_Directions_
Copy all lines in the material holding the string "number".

_Provided material_

================================

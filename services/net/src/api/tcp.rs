use com::api::NET_MTU;
use rkyv::{Archive, Deserialize, Serialize};

use crate::api::*;

pub(crate) const TCP_BUFFER_SIZE: usize = NET_MTU;

#[derive(Debug, Archive, Serialize, Deserialize, Copy, Clone)]
pub(crate) struct NetTcpManage {
    pub(crate) cb_sid: [u32; 4],
    pub(crate) ip_addr: NetIpAddr,
    pub(crate) remote_port: u16,
    pub(crate) local_port: Option<u16>,
    pub(crate) timeout_ms: Option<u64>,
    pub(crate) keepalive_ms: Option<u64>,
    pub(crate) result: Option<NetMemResponse>,
    // below is for management functions
    pub(crate) mgmt_code: Option<TcpMgmtCode>,
}

#[derive(Debug, Archive, Serialize, Deserialize, Copy, Clone)]
pub(crate) struct NetTcpListen {
    pub(crate) cb_sid: [u32; 4],
    pub(crate) local_port: u16,
    pub(crate) result: Option<NetMemResponse>,
}

#[derive(Debug, Archive, Serialize, Deserialize, Copy, Clone)]
pub(crate) struct NetTcpListenCallback {
    pub(crate) ip_addr: NetIpAddr,
    pub(crate) remote_port: u16,
    pub(crate) local_port: u16,
}

#[allow(dead_code)]
#[derive(Debug, num_derive::FromPrimitive, num_derive::ToPrimitive)]
pub(crate) enum NetTcpCallback {
    RxData,
    ListenerActive,
    Drop,
}

/// The data field for a UDP response is limited to less than the theoretical
/// size of 64k. While UDP allows for a 64k packet, it seems no protoctols
/// in practice utilize such a length (about 512 bytes is the biggest), due
/// to MTU limitations downstream. Within Xous, memory is shared on a page-basis,
/// which is 4096 bytes, so the cost to share a page is almost the same regardless
/// of its size, as long as it is smaller than 4096 bytes. Hence, the number
/// 1800 bytes is picked to be a bit larger than our wifi MTU, but small
/// enough to fit in a page of RAM. Why not make it even bigger? Mainly to save
/// on the cost to repeatedly zeroize parts of RAM that are never used.
#[derive(Debug, Archive, Serialize, Deserialize, Copy, Clone)]
pub(crate) struct NetTcpResponse {
    pub data: [u8; TCP_BUFFER_SIZE],
    pub len: u16,
}

#[derive(Debug, Archive, Serialize, Deserialize, Copy, Clone)]
pub(crate) struct NetTcpTransmit {
    pub remote_addr: NetIpAddr,
    pub remote_port: u16,
    // this was given back in the connect, we need this to distinguish between multiple connections to the
    // same server
    pub local_port: u16,
    // this is changed to the number of bytes actually sent on return
    pub len: u16,
    pub data: [u8; TCP_BUFFER_SIZE],
    pub result: Option<NetMemResponse>,
}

================================

_Solution_
/// of its size, as long as it is smaller than 4096 bytes. Hence, the number
    // this is changed to the number of bytes actually sent on return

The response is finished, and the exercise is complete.